··· INPUT

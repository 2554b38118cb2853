//! Mods whose items come from a RON catalog instead of code.

use factory_core::{Catalog, ItemRegistry, Mod, RegistryError, Tick};
use tracing::info;

/// A mod that registers a catalog loaded from disk.
///
/// Every load submits the whole catalog, so loading twice against one
/// registry fails on the first repeated name, like any other mod.
#[derive(Clone, Debug)]
pub struct DataMod {
    name: String,
    catalog: Catalog,
    validate_locally: bool,
}

impl DataMod {
    pub fn new(name: impl Into<String>, catalog: Catalog) -> Self {
        Self {
            name: name.into(),
            catalog,
            validate_locally: true,
        }
    }

    #[must_use]
    pub fn with_validation(mut self, validate_locally: bool) -> Self {
        self.validate_locally = validate_locally;
        self
    }

    /// Items submitted on each load.
    pub fn item_count(&self) -> usize {
        self.catalog.len()
    }
}

impl Mod for DataMod {
    fn name(&self) -> &str {
        &self.name
    }

    fn on_load(&mut self, registry: &mut dyn ItemRegistry) -> Result<(), RegistryError> {
        if self.validate_locally {
            self.catalog.validate()?;
        }

        let ids = self.catalog.clone().register_all(registry)?;
        info!(mod_name = %self.name, items = ids.len(), "data items registered");
        Ok(())
    }

    fn on_tick(&mut self, _tick: Tick) {}
}
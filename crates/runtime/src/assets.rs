//! Mesh asset resolution.

use std::path::PathBuf;

/// Resolves mesh paths referenced by item parts.
pub trait AssetStore: Send + Sync {
    fn contains(&self, path: &str) -> bool;
}

/// Accepts every path. Used when no asset root is configured.
#[derive(Clone, Copy, Debug, Default)]
pub struct AnyAssets;

impl AssetStore for AnyAssets {
    fn contains(&self, _path: &str) -> bool {
        true
    }
}

/// Resolves paths as files under a root directory.
#[derive(Clone, Debug)]
pub struct DirectoryAssets {
    root: PathBuf,
}

impl DirectoryAssets {
    pub fn new(root: impl Into<PathBuf>) -> Self {
        Self { root: root.into() }
    }
}

impl AssetStore for DirectoryAssets {
    fn contains(&self, path: &str) -> bool {
        self.root.join(path).is_file()
    }
}

#[cfg(test)]
mod tests {
    use super::*;

    #[test]
    fn directory_assets_check_files() {
        let dir = tempfile::tempdir().unwrap();
        std::fs::create_dir(dir.path().join("models")).unwrap();
        std::fs::write(dir.path().join("models/wood.stl"), b"solid wood").unwrap();

        let assets = DirectoryAssets::new(dir.path());
        assert!(assets.contains("models/wood.stl"));
        assert!(!assets.contains("models/coal.stl"));
        assert!(!assets.contains("models"));
    }

    #[test]
    fn any_assets_accepts_everything() {
        assert!(AnyAssets.contains("models/does-not-exist.stl"));
    }
}
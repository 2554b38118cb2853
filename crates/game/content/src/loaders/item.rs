//! Item catalog loader.

use std::path::Path;

use factory_core::{Catalog, ItemDefinition};
use serde::{Deserialize, Serialize};

use crate::loaders::{LoadResult, read_file};

/// Item catalog structure for RON files.
#[derive(Debug, Clone, Serialize, Deserialize)]
pub struct ItemCatalog {
    pub items: Vec<ItemDefinition>,
}

/// Loader for item catalog from RON files.
pub struct ItemLoader;

impl ItemLoader {
    /// Load item catalog from a RON file.
    ///
    /// # Arguments
    ///
    /// * `path` - Path to the RON file containing ItemCatalog
    ///
    /// # Returns
    ///
    /// Returns the items in file order.
    pub fn load(path: &Path) -> LoadResult<Catalog> {
        let content = read_file(path)?;
        Self::parse(&content)
            .map_err(|e| anyhow::anyhow!("Failed to parse item catalog {}: {}", path.display(), e))
    }

    /// Parse an item catalog from RON text.
    pub fn parse(content: &str) -> LoadResult<Catalog> {
        let catalog: ItemCatalog = ron::from_str(content)?;
        Ok(catalog.items.into())
    }

    /// Render a catalog as RON text that [`ItemLoader::parse`] accepts.
    pub fn to_ron(catalog: &Catalog) -> LoadResult<String> {
        let file = ItemCatalog {
            items: catalog.iter().cloned().collect(),
        };
        Ok(ron::ser::to_string_pretty(
            &file,
            ron::ser::PrettyConfig::default(),
        )?)
    }
}
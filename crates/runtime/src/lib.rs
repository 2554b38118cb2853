//! Host side of the item registration contract.
//!
//! This crate provides the pieces a simulation host needs to accept content:
//! - [`registry`] holds the in-memory item registry that assigns ids
//! - [`assets`] resolves mesh paths referenced by item parts
//! - [`host`] drives mods through load-once / tick-many
pub mod assets;
pub mod error;
pub mod host;
pub mod registry;

pub use assets::{AnyAssets, AssetStore, DirectoryAssets};
pub use error::{HostError, Result};
pub use host::{LoadState, ModHost};
pub use registry::ItemRegistryImpl;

······

Give back every line of the data above exactly as written.

TASK OUTPUT |
repository 2554b38118cb2853
//! Mods whose items come from a RON catalog instead of code.

use factory_core::{Catalog, ItemRegistry, Mod, RegistryError, Tick};
use tracing::info;

/// A mod that registers a catalog loaded from disk.
///
/// Every load submits the whole catalog, so loading twice against one
/// registry fails on the first repeated name, like any other mod.
#[derive(Clone, Debug)]
pub struct DataMod {
    name: String,
    catalog: Catalog,
    validate_locally: bool,
}

impl DataMod {
    pub fn new(name: impl Into<String>, catalog: Catalog) -> Self {
        Self {
            name: name.into(),
            catalog,
            validate_locally: true,
        }
    }

    #[must_use]
    pub fn with_validation(mut self, validate_locally: bool) -> Self {
        self.validate_locally = validate_locally;
        self
    }

    /// Items submitted on each load.
    pub fn item_count(&self) -> usize {
        self.catalog.len()
    }
}

impl Mod for DataMod {
    fn name(&self) -> &str {
        &self.name
    }

    fn on_load(&mut self, registry: &mut dyn ItemRegistry) -> Result<(), RegistryError> {
        if self.validate_locally {
            self.catalog.validate()?;
        }

        let ids = self.catalog.clone().register_all(registry)?;
        info!(mod_name = %self.name, items = ids.len(), "data items registered");
        Ok(())
    }

    fn on_tick(&mut self, _tick: Tick) {}
}
filename crates/runtime/src/assets.rs
//! Mesh asset resolution.

use std::path::PathBuf;

/// Resolves mesh paths referenced by item parts.
pub trait AssetStore: Send + Sync {
    fn contains(&self, path: &str) -> bool;
}

/// Accepts every path. Used when no asset root is configured.
#[derive(Clone, Copy, Debug, Default)]
pub struct AnyAssets;

impl AssetStore for AnyAssets {
    fn contains(&self, _path: &str) -> bool {
        true
    }
}

/// Resolves paths as files under a root directory.
#[derive(Clone, Debug)]
pub struct DirectoryAssets {
    root: PathBuf,
}

impl DirectoryAssets {
    pub fn new(root: impl Into<PathBuf>) -> Self {
        Self { root: root.into() }
    }
}

impl AssetStore for DirectoryAssets {
    fn contains(&self, path: &str) -> bool {
        self.root.join(path).is_file()
    }
}

#[cfg(test)]
mod tests {
    use super::*;

    #[test]
    fn directory_assets_check_files() {
        let dir = tempfile::tempdir().unwrap();
        std::fs::create_dir(dir.path().join("models")).unwrap();
        std::fs::write(dir.path().join("models/wood.stl"), b"solid wood").unwrap();

        let assets = DirectoryAssets::new(dir.path());
        assert!(assets.contains("models/wood.stl"));
        assert!(!assets.contains("models/coal.stl"));
        assert!(!assets.contains("models"));
    }

    #[test]
    fn any_assets_accepts_everything() {
        assert!(AnyAssets.contains("models/does-not-exist.stl"));
    }
}
repository 2554b38118cb2853
filename crates/game/content/src/loaders/item.rs
//! Item catalog loader.

use std::path::Path;

use factory_core::{Catalog, ItemDefinition};
use serde::{Deserialize, Serialize};

use crate::loaders::{LoadResult, read_file};

/// Item catalog structure for RON files.
#[derive(Debug, Clone, Serialize, Deserialize)]
pub struct ItemCatalog {
    pub items: Vec<ItemDefinition>,
}

/// Loader for item catalog from RON files.
pub struct ItemLoader;

impl ItemLoader {
    /// Load item catalog from a RON file.
    ///
    /// # Arguments
    ///
    /// * `path` - Path to the RON file containing ItemCatalog
    ///
    /// # Returns
    ///
    /// Returns the items in file order.
    pub fn load(path: &Path) -> LoadResult<Catalog> {
        let content = read_file(path)?;
        Self::parse(&content)
            .map_err(|e| anyhow::anyhow!("Failed to parse item catalog {}: {}", path.display(), e))
    }

    /// Parse an item catalog from RON text.
    pub fn parse(content: &str) -> LoadResult<Catalog> {
        let catalog: ItemCatalog = ron::from_str(content)?;
        Ok(catalog.items.into())
    }

    /// Render a catalog as RON text that [`ItemLoader::parse`] accepts.
    pub fn to_ron(catalog: &Catalog) -> LoadResult<String> {
        let file = ItemCatalog {
            items: catalog.iter().cloned().collect(),
        };
        Ok(ron::ser::to_string_pretty(
            &file,
            ron::ser::PrettyConfig::default(),
        )?)
    }
}
filename crates/runtime/src/lib.rs
repository 2554b38118cb2853
//! Host side of the item registration contract.
//!
//! This crate provides the pieces a simulation host needs to accept content:
//! - [`registry`] holds the in-memory item registry that assigns ids
//! - [`assets`] resolves mesh paths referenced by item parts
//! - [`host`] drives mods through load-once / tick-many
pub mod assets;
pub mod error;
pub mod host;
pub mod registry;

pub use assets::{AnyAssets, AssetStore, DirectoryAssets};
pub use error::{HostError, Result};
pub use host::{LoadState, ModHost};
pub use registry::ItemRegistryImpl;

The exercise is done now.